Capture011.jpgDémographie: plus de travail, plus d’enfants

22 septembre 2011 | Par La rédaction de Mediapart - Mediapart.fr

Plus les femmes travaillent, plus la fécondité est élevée: telle est la conclusion d'une étude de l'Institut national d'études démographiques (Ined) publiée jeudi 22 septembre (l'étude de l'Ined dans son intégralité).

La fécondité, définie comme le nombre d'enfants par femme en âge de procréer, a baissé dans les pays riches pays entre 1960 et 2008 jusqu'à se situer en dessous du seuil de remplacement des générations de 2,1 enfants par femme, écrivent les auteurs Angela Luci et Olivier Thévenon. Mais un retournement de tendance est observable au cours de la dernière décennie. «La relation entre niveau de développement économique et fécondité, négative au départ – à un niveau économique plus élevé est associée une fécondité plus basse – devient en général positive à partir d'un certain niveau de développement – la fécondité augmente quand le niveau économique progresse», indiquent-ils. Le rebond a ainsi été particulièrement marqué en Espagne, en France, en Belgique, au Royaume-Uni et en Irlande.
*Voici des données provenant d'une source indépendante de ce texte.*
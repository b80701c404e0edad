//! HTTProx: an intercepting HTTP proxy in front of depot stores.
//!
//! Plain `GET`/`HEAD` requests for absolute URIs are answered from a remote
//! store that mirrors the requested origin; the store is created on first use.
//! `CONNECT` requests are tunnelled into a one-shot TLS listener that signs a
//! certificate for the requested host and serves the decrypted request the
//! same way.
//!
//! Each client connection is split into a reader and a writer half
//! ([`connection`]); the writer answers what the reader parsed and may direct
//! the reader into a [`tunnel::TunnelRelay`].

pub mod auth;
pub mod config;
pub mod connection;
pub mod mitm;
pub mod reader;
pub mod repo;
pub(crate) mod response;
pub mod server;
pub mod service;
pub mod tunnel;

pub use auth::{AuthCache, ProxyAuth, ProxyAuthenticator, StaticAuthenticator, UserPass};
pub use config::{HttproxConfig, MitmConfig, TrackingType};
pub use mitm::{MitmListener, MitmServer};
pub use reader::{ProxyRequest, RequestReader};
pub use repo::{
    CreationRequest, DefaultRepositoryCreator, ProxyCreation, ProxyRepositories,
    ProxyRepositoryCreator, ProxyTarget, HTTPROX_ORIGIN, PROXY_REPO_PREFIX,
};
pub use response::ALLOW_HEADER_VALUE;
pub use server::{ProxyHandle, ProxyServer, ProxyServerBuilder};
pub use service::{ContentService, ProxySession};
pub use tunnel::{TunnelInlet, TunnelRelay};

use depot_store::StoreError;

#[derive(Debug, thiserror::Error)]
pub enum ProxyError {
    #[error("proxy I/O error: {0}")]
    Io(#[from] std::io::Error),
    #[error(transparent)]
    Store(#[from] StoreError),
    #[error("TLS error: {0}")]
    Tls(#[from] rustls::Error),
    #[error("certificate error: {0}")]
    Certificate(#[from] rcgen::Error),
    #[error("malformed request: {0}")]
    Parse(String),
    #[error("{message}")]
    Workflow { status: u16, message: String },
    #[error("data error: {0}")]
    Data(String),
    #[error("tunnel error: {0}")]
    Tunnel(String),
    #[error("configuration error: {0}")]
    Config(String),
    #[error("background task failed: {0}")]
    TaskFailed(String),
}

impl ProxyError {
    /// HTTP status reported to the client for this error.
    pub fn status(&self) -> u16 {
        match self {
            Self::Workflow { status, .. } => *status,
            Self::Parse(_) => 400,
            _ => 500,
        }
    }
}

#[cfg(test)]
mod tests {
    use super::*;

    #[test]
    fn workflow_errors_keep_their_status() {
        let e = ProxyError::Workflow {
            status: 404,
            message: "gone".to_owned(),
        };
        assert_eq!(e.status(), 404);
        assert_eq!(e.to_string(), "gone");
    }

    #[test]
    fn parse_errors_are_bad_requests() {
        assert_eq!(ProxyError::Parse("bad".to_owned()).status(), 400);
    }

    #[test]
    fn everything_else_is_internal() {
        assert_eq!(ProxyError::Data("no creator".to_owned()).status(), 500);
        assert_eq!(ProxyError::Tunnel("down".to_owned()).status(), 500);
        let io = std::io::Error::new(std::io::ErrorKind::Other, "disk");
        assert_eq!(ProxyError::from(io).status(), 500);
        let remote = ProxyError::from(StoreError::Remote("refused".to_owned()));
        assert_eq!(remote.status(), 500);
    }
}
En observant la production de richesse des pays, les démographes constatent «une augmentation de la fécondité lorsque le niveau économique progresse, à partir d'un PIB par tête d'environ 30.000 dollars». Mais ils soulignent aussi que ce facteur est insuffisant. Et en remarquent un autre: «Dans la plupart des pays les plus riches, la remontée de la fécondité est associée à un taux d'emploi élevé chez les femmes», estiment-ils, précisant que «la possibilité pour elles de concilier travail et famille apparaît comme un facteur clé du rebond de la fécondité».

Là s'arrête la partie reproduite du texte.